You could go with a bigger chuck (e.g. OneWay Stronghold), but you are going to spend a lot more money and will need an adapter for your lathe's 1"x8tpi spindle. The advantage would be if you plan to go to a bigger lathe down the road you could use the same chuck.
Thanks Gerry. And to confirm the G3D can lock for reverse sanding and has an adapter for LH and RH, correct?
Actually, on a 1" x 8tpi spindle, there is no need for an adapter. It does have set screws for reverse turning.
Is the spindle threaded for both LH and RH? My outboard spindle is LH threads.
Comet II is for the Comet II lathe, don't know what's special about it. They used to sell a Delta G3 that was reversible, regular G3 might also reverse.
Is the spindle threaded for both LH and RH?

No, the chuck is only threaded one way. I have never seen a LH threaded chuck … good luck finding one.

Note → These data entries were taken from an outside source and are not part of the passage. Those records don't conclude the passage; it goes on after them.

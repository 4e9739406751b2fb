//! Runtime configuration.
//!
//! Loaded from an optional `flux.toml` at startup; every field has a
//! default so a missing or partial file still yields a usable config.

use std::path::Path;

use serde::{Deserialize, Serialize};

use crate::error::Result;

/// Top-level configuration for the shell.
#[derive(Debug, Clone, Serialize, Deserialize)]
#[serde(default)]
pub struct FluxConfig {
    /// Window title for desktop backends.
    pub window_title: String,
    /// Viewport width in pixels (phone-shaped portrait frame).
    pub screen_width: u32,
    /// Viewport height in pixels.
    pub screen_height: u32,
    /// Vertical distance a swipe must travel to count (pixels).
    pub swipe_threshold: i32,
    /// A shade-opening swipe must start within this many pixels of the top.
    pub swipe_edge_region: i32,
    /// Hold duration before a long-press fires (milliseconds).
    pub long_press_ms: u64,
    /// How long a confirmation toast stays visible (milliseconds).
    pub toast_ttl_ms: u64,
}

impl Default for FluxConfig {
    fn default() -> Self {
        Self {
            window_title: "FluxOS".to_string(),
            screen_width: 390,
            screen_height: 844,
            swipe_threshold: 100,
            swipe_edge_region: 100,
            long_press_ms: 800,
            toast_ttl_ms: 1800,
        }
    }
}

impl FluxConfig {
    /// Load configuration from a TOML file.
    pub fn load(path: &Path) -> Result<Self> {
        let text = std::fs::read_to_string(path)?;
        Ok(toml::from_str(&text)?)
    }

    /// Load configuration from `path`, falling back to defaults if the file
    /// is missing or malformed (a warning is logged for the latter).
    pub fn load_or_default(path: &Path) -> Self {
        if !path.exists() {
            return Self::default();
        }
        match Self::load(path) {
            Ok(cfg) => cfg,
            Err(e) => {
                log::warn!("ignoring config at {}: {e}", path.display());
                Self::default()
            },
        }
    }
}
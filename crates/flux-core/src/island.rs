//! Dynamic island -- the lozenge at the top of the frame.
//!
//! Collapsed it is a black pill with a green activity dot; tapping it
//! expands a now-playing card with three transport glyphs (visual only).

use flux_sdi::SdiRegistry;
use flux_sdi::helpers::{ensure_rounded_fill, ensure_text, hide_objects};
use flux_types::backend::Color;

use crate::theme;

const TRANSPORT_GLYPHS: [&str; 3] = ["<<", ">", ">>"];

/// Runtime state for the dynamic island.
#[derive(Debug, Default)]
pub struct DynamicIslandState {
    pub expanded: bool,
}

impl DynamicIslandState {
    pub fn new() -> Self {
        Self::default()
    }

    pub fn toggle(&mut self) {
        self.expanded = !self.expanded;
        log::debug!("island expanded: {}", self.expanded);
    }

    /// Current bounding box (x, y, w, h).
    pub fn rect(&self) -> (i32, i32, u32, u32) {
        let (w, h) = if self.expanded {
            (theme::ISLAND_EXPANDED_W, theme::ISLAND_EXPANDED_H)
        } else {
            (theme::ISLAND_W, theme::ISLAND_H)
        };
        let x = (theme::SCREEN_W as i32 - w as i32) / 2;
        (x, theme::ISLAND_Y, w, h)
    }

    /// Whether a tap lands on the island.
    pub fn hit_test(&self, x: i32, y: i32) -> bool {
        let (ix, iy, w, h) = self.rect();
        x >= ix && x < ix + w as i32 && y >= iy && y < iy + h as i32
    }

    /// Synchronize SDI objects to reflect the island state.
    pub fn update_sdi(&self, sdi: &mut SdiRegistry) {
        let (x, y, w, h) = self.rect();

        if !sdi.contains("island_body") {
            let obj = sdi.create("island_body");
            obj.overlay = true;
            obj.z = theme::Z_ISLAND;
        }
        if let Ok(obj) = sdi.get_mut("island_body") {
            obj.x = x;
            obj.y = y;
            obj.w = w;
            obj.h = h;
            obj.color = Color::BLACK;
            obj.border_radius = Some(if self.expanded { 24 } else { (h / 2) as u16 });
            obj.visible = true;
        }

        if self.expanded {
            hide_objects(sdi, &["island_dot"]);

            // Album bubble.
            ensure_rounded_fill(sdi, "island_art", x + 16, y + 16, 40, 40, theme::ACCENT, 20);
            if let Ok(obj) = sdi.get_mut("island_art") {
                obj.overlay = true;
                obj.z = theme::Z_ISLAND + 1;
            }

            ensure_text(
                sdi,
                "island_title",
                x + 68,
                y + 20,
                theme::FONT_SMALL,
                theme::TEXT_PRIMARY,
            );
            if let Ok(obj) = sdi.get_mut("island_title") {
                obj.text = Some("Now Playing".to_string());
                obj.overlay = true;
                obj.z = theme::Z_ISLAND + 1;
            }
            ensure_text(
                sdi,
                "island_track",
                x + 68,
                y + 36,
                theme::FONT_SMALL,
                theme::TEXT_MUTED,
            );
            if let Ok(obj) = sdi.get_mut("island_track") {
                obj.text = Some("FluxOS Theme".to_string());
                obj.overlay = true;
                obj.z = theme::Z_ISLAND + 1;
            }

            // Transport row.
            for (i, glyph) in TRANSPORT_GLYPHS.iter().enumerate() {
                let name = format!("island_btn_{i}");
                let bx = x + 48 + i as i32 * 56;
                ensure_text(sdi, &name, bx, y + 84, theme::FONT_MEDIUM, theme::TEXT_PRIMARY);
                if let Ok(obj) = sdi.get_mut(&name) {
                    obj.text = Some((*glyph).to_string());
                    obj.overlay = true;
                    obj.z = theme::Z_ISLAND + 1;
                }
            }
        } else {
            // Activity dot centered in the pill.
            ensure_rounded_fill(
                sdi,
                "island_dot",
                x + w as i32 / 2 - 4,
                y + h as i32 / 2 - 4,
                8,
                8,
                Color::rgb(34, 197, 94),
                4,
            );
            if let Ok(obj) = sdi.get_mut("island_dot") {
                obj.overlay = true;
                obj.z = theme::Z_ISLAND + 1;
            }
            hide_objects(
                sdi,
                &[
                    "island_art",
                    "island_title",
                    "island_track",
                    "island_btn_0",
                    "island_btn_1",
                    "island_btn_2",
                ],
            );
        }
    }
}

#[cfg(test)]
mod tests {
    use super::*;

    #[test]
    fn toggle_flips() {
        let mut island = DynamicIslandState::new();
        assert!(!island.expanded);
        island.toggle();
        assert!(island.expanded);
        island.toggle();
        assert!(!island.expanded);
    }

    #[test]
    fn collapsed_rect_is_centered_pill() {
        let island = DynamicIslandState::new();
        let (x, y, w, h) = island.rect();
        assert_eq!(w, theme::ISLAND_W);
        assert_eq!(h, theme::ISLAND_H);
        assert_eq!(y, theme::ISLAND_Y);
        assert_eq!(x, (theme::SCREEN_W as i32 - w as i32) / 2);
    }

    #[test]
    fn expanded_rect_grows() {
        let mut island = DynamicIslandState::new();
        island.toggle();
        let (_, _, w, h) = island.rect();
        assert_eq!(w, theme::ISLAND_EXPANDED_W);
        assert_eq!(h, theme::ISLAND_EXPANDED_H);
    }

    #[test]
    fn hit_test_inside_and_outside() {
        let island = DynamicIslandState::new();
        let (x, y, w, h) = island.rect();
        assert!(island.hit_test(x + w as i32 / 2, y + h as i32 / 2));
        assert!(!island.hit_test(x - 1, y));
        assert!(!island.hit_test(x, y + h as i32));
    }

    #[test]
    fn update_sdi_collapsed_objects() {
        let island = DynamicIslandState::new();
        let mut sdi = SdiRegistry::new();
        island.update_sdi(&mut sdi);
        assert!(sdi.contains("island_body"));
        assert!(sdi.contains("island_dot"));
        assert!(sdi.get("island_body").unwrap().overlay);
    }

    #[test]
    fn update_sdi_expanded_hides_dot() {
        let mut island = DynamicIslandState::new();
        let mut sdi = SdiRegistry::new();
        island.update_sdi(&mut sdi);
        island.toggle();
        island.update_sdi(&mut sdi);
        assert!(!sdi.get("island_dot").unwrap().visible);
        assert!(sdi.get("island_title").unwrap().visible);
        assert!(sdi.contains("island_btn_2"));
    }
}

The chucks I have (G3D) are the ones Nova made for Delta.
The Nova G3 (not D) has an adapter that is threaded both RH and LH, but I don't see that the G3 is reversible. I've emailed them, but haven't heard anything back.
Thanks Rick, this is the one that Gerry and I have been discussing. It's a fixed thread, so it doesn't take adapters, which means I cannot do outboard turning. I think, without confirmation from Nova, that the fixed threads are resealable, but the adapter models are not.
Call 1-866-748-3025 for Nova's Florida office and ask. They are very friendly and helpful.
My 2 cents is get a Nova G3 and get on with turning. You can get great bargain on reconditiioned ones here
I don't know anyone who turns outboard on a 12" lathe. I am sure there probably are some. Just a thought, but do you really need to turn outboard? What do you plan on using for a tool rest turning outboard? Making one is not a trivial matter.
Thanks Bill, I called. The answer is, the G3 does not lock in place for reverse turning with the adapter I need. The guy did say that I can throw a plastic washer between the headstock and adapter to "lock it down". In doing some research on the interwebz people suggest that you should not go this route, as the plastic washer can introduce vibration and run out issue.

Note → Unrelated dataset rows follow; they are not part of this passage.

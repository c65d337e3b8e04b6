use tracing::debug;

use crate::error::ModelError;
use crate::math::polygon_3d::{centroid, polygon_normal};
use crate::math::Point3;

use super::{Color, Face, FaceGroup, Polyhedron, Vertex};

/// A logical polygon waiting to be triangulated.
#[derive(Debug, Clone)]
struct PolygonSpec {
    anchor: Option<usize>,
    boundary: Vec<usize>,
    color: Color,
}

/// Append-only construction of a [`Polyhedron`].
///
/// Vertices get dense, zero-based indices in insertion order. Polygons are
/// recorded by their boundary ring and triangulated in [`build`](Self::build),
/// where each ring is first turned to face away from the solid's centroid.
/// Rings may therefore be listed in either rotational direction, but must
/// follow the polygon's boundary.
#[derive(Debug, Clone)]
pub struct PolyhedronBuilder {
    name: &'static str,
    vertices: Vec<Vertex>,
    polygons: Vec<PolygonSpec>,
}

impl PolyhedronBuilder {
    /// Creates an empty builder for a model called `name`.
    #[must_use]
    pub fn new(name: &'static str) -> Self {
        Self {
            name,
            vertices: Vec::new(),
            polygons: Vec::new(),
        }
    }

    /// Appends a visible vertex and returns its index.
    pub fn vertex(&mut self, point: Point3) -> usize {
        self.vertices.push(Vertex::new(point));
        self.vertices.len() - 1
    }

    /// Appends an anchor vertex and returns its index.
    pub fn anchor(&mut self, point: Point3) -> usize {
        self.vertices.push(Vertex::anchor(point));
        self.vertices.len() - 1
    }

    /// Adds a triangular logical face.
    pub fn triangle(&mut self, corners: [usize; 3], color: Color) -> &mut Self {
        self.polygons.push(PolygonSpec {
            anchor: None,
            boundary: corners.to_vec(),
            color,
        });
        self
    }

    /// Adds a polygon fanned from its first boundary vertex.
    ///
    /// An n-gon yields `n - 2` triangles.
    pub fn polygon(&mut self, boundary: &[usize], color: Color) -> &mut Self {
        self.polygons.push(PolygonSpec {
            anchor: None,
            boundary: boundary.to_vec(),
            color,
        });
        self
    }

    /// Adds a polygon fanned from the anchor vertex at its center.
    ///
    /// An n-gon yields `n` triangles, each containing `anchor`.
    pub fn anchored(&mut self, anchor: usize, boundary: &[usize], color: Color) -> &mut Self {
        self.polygons.push(PolygonSpec {
            anchor: Some(anchor),
            boundary: boundary.to_vec(),
            color,
        });
        self
    }

    /// Number of vertices appended so far.
    #[must_use]
    pub fn vertex_count(&self) -> usize {
        self.vertices.len()
    }

    /// Orients and triangulates every polygon, producing the immutable model.
    ///
    /// # Errors
    ///
    /// Returns an error if a polygon has fewer than 3 boundary vertices or
    /// references a vertex that was never appended.
    pub fn build(self) -> Result<Polyhedron, ModelError> {
        let Self {
            name,
            vertices,
            polygons,
        } = self;

        let len = vertices.len();
        for (group, spec) in polygons.iter().enumerate() {
            if spec.boundary.len() < 3 {
                return Err(ModelError::TooFewSides(spec.boundary.len()));
            }
            if let Some(&index) = spec
                .boundary
                .iter()
                .chain(spec.anchor.iter())
                .find(|&&i| i >= len)
            {
                return Err(ModelError::BoundaryOutOfBounds { group, index, len });
            }
        }

        let visible: Vec<Point3> = vertices
            .iter()
            .filter(|v| !v.is_anchor)
            .map(|v| v.point)
            .collect();
        let center = centroid(&visible).unwrap_or_else(Point3::origin);

        let mut faces = Vec::new();
        let mut groups = Vec::with_capacity(polygons.len());
        for PolygonSpec {
            anchor,
            mut boundary,
            color,
        } in polygons
        {
            let ring: Vec<Point3> = boundary.iter().map(|&i| vertices[i].point).collect();
            let normal = polygon_normal(&ring);
            if let Some(mid) = centroid(&ring) {
                if normal.dot(&(mid - center)) < 0.0 {
                    // Keep the first vertex so an unanchored fan keeps its apex.
                    boundary[1..].reverse();
                }
            }

            let start = faces.len();
            let n = boundary.len();
            match anchor {
                Some(apex) => {
                    for i in 0..n {
                        faces.push(Face::new([apex, boundary[i], boundary[(i + 1) % n]], color));
                    }
                }
                None => {
                    for i in 1..n - 1 {
                        faces.push(Face::new([boundary[0], boundary[i], boundary[i + 1]], color));
                    }
                }
            }
            groups.push(FaceGroup {
                faces: start..faces.len(),
                color,
                anchor,
                boundary,
            });
        }

        debug!(
            model = name,
            vertices = vertices.len(),
            faces = faces.len(),
            groups = groups.len(),
            "built polyhedron"
        );

        Ok(Polyhedron {
            name,
            vertices,
            faces,
            groups,
        })
    }
}
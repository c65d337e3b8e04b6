//! Polyview spin demo: runs both solids through a headless render loop.
//!
//! Usage:
//! ```text
//! cargo run --example spin                  # 120 frames per solid
//! cargo run --example spin -- 600           # 600 frames per solid
//! RUST_LOG=polyview=trace cargo run --example spin
//! ```

use std::time::Duration;

use polyview::error::RenderError;
use polyview::render::{Frame, RenderLoop, StopSignal};
use polyview::scene::Stage;
use polyview::PolyviewError;

/// Stand-in for a 60 Hz display refresh.
const FRAME_TIME: Duration = Duration::from_micros(16_667);

fn spin(stage: Stage, solid: &str, frames: u64) -> Result<(), PolyviewError> {
    let stop = StopSignal::new();
    let remote = stop.clone();
    let mut sink = |frame: &Frame<'_>| {
        std::thread::sleep(FRAME_TIME);
        if frame.index % 30 == 0 {
            let p = frame.camera_position;
            tracing::info!(
                solid,
                frame = frame.index,
                camera = %format!("({:.1}, {:.1}, {:.1})", p.x, p.y, p.z),
                meshes = frame.scene.meshes().count(),
                markers = frame.scene.markers().count(),
                "frame"
            );
        }
        if frame.index + 1 >= frames {
            remote.stop();
        }
        Ok::<_, RenderError>(())
    };

    let mut render = RenderLoop::new(stage);
    let submitted = render.run(&mut sink, &stop)?;
    tracing::info!(solid, submitted, "done");
    Ok(())
}

fn main() -> Result<(), PolyviewError> {
    // Default: WARN for everything, INFO for polyview and this demo.
    // Override with RUST_LOG env var (e.g. RUST_LOG=polyview=trace).
    let env_filter = tracing_subscriber::EnvFilter::from_default_env()
        .add_directive(tracing_subscriber::filter::LevelFilter::WARN.into())
        .add_directive("spin=info".parse().unwrap_or_default())
        .add_directive("polyview=info".parse().unwrap_or_default());
    tracing_subscriber::fmt().with_env_filter(env_filter).init();

    let frames = std::env::args()
        .nth(1)
        .and_then(|arg| arg.parse().ok())
        .unwrap_or(120);

    spin(Stage::cuboctahedron()?, "cuboctahedron", frames)?;
    spin(
        Stage::truncated_cuboctahedron()?,
        "truncated cuboctahedron",
        frames,
    )?;
    Ok(())
}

I also found out that the Oneway Talon does fit the bill, but is costly.
Hey Todd,

Absolutely don't use a plastic washer for the reasons you just previously mentioned. I have multiple thread adapters for my G3 (not the 1" x 8) and they each have set screws in them. You could always drill and tap for a set screw in the wrench flats of the spindle adapter.

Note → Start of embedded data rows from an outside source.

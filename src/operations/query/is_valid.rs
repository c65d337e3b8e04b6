use std::collections::HashMap;

use crate::error::ModelError;
use crate::math::polygon_3d::triangle_normal;
use crate::math::{Point3, TOLERANCE};
use crate::model::Polyhedron;

/// Checks a polyhedron's tables for authoring defects.
///
/// Verifies, in order:
/// - every face index is in bounds and distinct within its face;
/// - no face is degenerate, and every face winds away from the centroid;
/// - every group is one color, and its triangles all contain the group apex;
/// - anchor vertices appear only in the one group they fan;
/// - every vertex is referenced by some face.
#[derive(Debug, Clone, Copy)]
pub struct IsValid {
    tolerance: f64,
}

impl Default for IsValid {
    fn default() -> Self {
        Self {
            tolerance: TOLERANCE,
        }
    }
}

impl IsValid {
    /// Creates a new `IsValid` query with the global tolerance.
    #[must_use]
    pub fn new() -> Self {
        Self::default()
    }

    /// Sets the tolerance for area and orientation checks.
    #[must_use]
    pub fn with_tolerance(mut self, tolerance: f64) -> Self {
        self.tolerance = tolerance;
        self
    }

    /// Executes the validation.
    ///
    /// # Errors
    ///
    /// Returns the first defect found.
    pub fn execute(&self, model: &Polyhedron) -> Result<(), ModelError> {
        let vertices = model.vertices();
        let faces = model.faces();
        let len = vertices.len();
        let center = model.centroid();
        let mut referenced = vec![false; len];

        for (face, f) in faces.iter().enumerate() {
            if let Some(&index) = f.indices.iter().find(|&&i| i >= len) {
                return Err(ModelError::IndexOutOfBounds { face, index, len });
            }
            let [a, b, c] = f.indices;
            if a == b || b == c || a == c {
                return Err(ModelError::RepeatedIndex {
                    face,
                    indices: f.indices,
                });
            }
            for i in f.indices {
                referenced[i] = true;
            }

            let [pa, pb, pc] = f.indices.map(|i| vertices[i].point);
            let normal = triangle_normal(&pa, &pb, &pc);
            if normal.norm() < self.tolerance {
                return Err(ModelError::DegenerateFace { face });
            }
            let mid = Point3::from((pa.coords + pb.coords + pc.coords) / 3.0);
            if normal.dot(&(mid - center)) <= self.tolerance {
                return Err(ModelError::InwardFace { face });
            }
        }

        let mut anchor_owner: HashMap<usize, usize> = HashMap::new();
        for (group, g) in model.groups().iter().enumerate() {
            let mismatch = |reason: String| ModelError::AnchorMismatch { group, reason };

            let Some(triangles) = faces.get(g.faces.clone()) else {
                return Err(mismatch(format!("face range {:?} is out of bounds", g.faces)));
            };
            if triangles.iter().any(|f| f.color != g.color) {
                return Err(ModelError::ColorMismatch { group });
            }

            if let Some(anchor) = g.anchor {
                if !vertices.get(anchor).is_some_and(|v| v.is_anchor) {
                    return Err(mismatch(format!("apex {anchor} is not an anchor vertex")));
                }
                if let Some(other) = anchor_owner.insert(anchor, group) {
                    return Err(mismatch(format!("anchor {anchor} already fans group {other}")));
                }
            }
            if let Some(apex) = g.apex() {
                if let Some(i) = triangles.iter().position(|f| !f.contains(apex)) {
                    return Err(mismatch(format!(
                        "triangle {} misses apex {apex}",
                        g.faces.start + i
                    )));
                }
            }
            let stray = triangles
                .iter()
                .flat_map(|f| f.indices)
                .find(|&i| vertices[i].is_anchor && Some(i) != g.anchor);
            if let Some(i) = stray {
                return Err(mismatch(format!("touches foreign anchor {i}")));
            }
        }

        if let Some(vertex) = referenced.iter().position(|&r| !r) {
            return Err(ModelError::OrphanVertex { vertex });
        }

        Ok(())
    }
}

#[cfg(test)]
#[allow(clippy::unwrap_used)]
mod tests {
    use super::*;
    use crate::model::{Color, PolyhedronBuilder};

    fn p(x: f64, y: f64, z: f64) -> Point3 {
        Point3::new(x, y, z)
    }

    const RED: Color = Color::from_hex(0xFF1919);

    /// Square pyramid with an anchored base; `extra` appends unused vertices.
    fn pyramid(extra: usize) -> PolyhedronBuilder {
        let mut b = PolyhedronBuilder::new("pyramid");
        let base = b.anchor(p(0.0, 0.0, 0.0));
        let c0 = b.vertex(p(1.0, 1.0, 0.0));
        let c1 = b.vertex(p(-1.0, 1.0, 0.0));
        let c2 = b.vertex(p(-1.0, -1.0, 0.0));
        let c3 = b.vertex(p(1.0, -1.0, 0.0));
        let tip = b.vertex(p(0.0, 0.0, 2.0));
        for _ in 0..extra {
            b.vertex(p(0.0, 0.0, 1.0));
        }
        b.anchored(base, &[c0, c1, c2, c3], RED)
            .triangle([c0, c1, tip], RED)
            .triangle([c1, c2, tip], RED)
            .triangle([c2, c3, tip], RED)
            .triangle([c3, c0, tip], RED);
        b
    }

    #[test]
    fn pyramid_is_valid() {
        IsValid::new().execute(&pyramid(0).build().unwrap()).unwrap();
    }

    #[test]
    fn unused_vertex_is_an_orphan() {
        let model = pyramid(1).build().unwrap();
        assert_eq!(
            IsValid::new().execute(&model),
            Err(ModelError::OrphanVertex { vertex: 6 })
        );
    }

    #[test]
    fn unused_anchor_is_an_orphan() {
        let mut b = pyramid(0);
        b.anchor(p(0.0, 0.0, 0.5));
        let model = b.build().unwrap();
        assert_eq!(
            IsValid::new().execute(&model),
            Err(ModelError::OrphanVertex { vertex: 6 })
        );
    }

    #[test]
    fn repeated_index_is_rejected() {
        let mut b = pyramid(0);
        b.triangle([1, 1, 5], RED);
        let model = b.build().unwrap();
        assert_eq!(
            IsValid::new().execute(&model),
            Err(ModelError::RepeatedIndex {
                face: 8,
                indices: [1, 1, 5]
            })
        );
    }

    #[test]
    fn visible_vertex_cannot_be_an_apex() {
        let mut b = PolyhedronBuilder::new("bad");
        let c0 = b.vertex(p(1.0, 1.0, 0.0));
        let c1 = b.vertex(p(-1.0, 1.0, 0.0));
        let c2 = b.vertex(p(-1.0, -1.0, 0.0));
        let c3 = b.vertex(p(1.0, -1.0, 0.0));
        let tip = b.vertex(p(0.0, 0.0, 2.0));
        let fake = b.vertex(p(0.0, 0.0, 0.0));
        b.anchored(fake, &[c0, c1, c2, c3], RED)
            .triangle([c0, c1, tip], RED)
            .triangle([c1, c2, tip], RED)
            .triangle([c2, c3, tip], RED)
            .triangle([c3, c0, tip], RED);
        let model = b.build().unwrap();
        assert!(matches!(
            IsValid::new().execute(&model),
            Err(ModelError::AnchorMismatch { group: 0, .. })
        ));
    }

    #[test]
    fn unanchored_group_cannot_touch_an_anchor() {
        let mut b = pyramid(0);
        // Lies in the base plane, but outside the base's own fan.
        b.triangle([0, 1, 2], RED);
        let model = b.build().unwrap();
        assert!(matches!(
            IsValid::new().execute(&model),
            Err(ModelError::AnchorMismatch { group: 5, .. })
        ));
    }

    #[test]
    fn interior_triangle_is_not_outward() {
        let mut b = pyramid(0);
        b.triangle([0, 1, 5], RED);
        let model = b.build().unwrap();
        assert_eq!(
            IsValid::new().execute(&model),
            Err(ModelError::InwardFace { face: 8 })
        );
    }

    #[test]
    fn collinear_triangle_is_degenerate() {
        let mut b = pyramid(0);
        b.triangle([1, 3, 0], RED);
        let model = b.build().unwrap();
        assert_eq!(
            IsValid::new().execute(&model),
            Err(ModelError::DegenerateFace { face: 8 })
        );
    }
}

I have a Nove G3 and a Vicmarc 120. Both of these chucks have there place. My G3 is on a 1950's craftsman lathe, the Vicmarc is one my self built bowl lathe. I love my Vicmarc, but that love is expensive! The Nova G3 is a good chuck for your lathe's capacity.

I agree with others, that outboard turning on your lathe is a questionable matter. It can be done, but you'll most likely need a self standing tool rest or some rig that anchors off the lathe… I just looked at nova's website and they do offer a LH/RH thread adapter for 1"x 8. It is item ITNS, Insert T (sixth from the bottom of list).

BTW, are you putting a VFD on the original motor that came on this lathe? I'm by no means a VFD expert, but if it is the original motor you'll want to be very conservative with how much to change the motors frequency due to the type of insulation that was used on older motors.

Hope this helps ya out!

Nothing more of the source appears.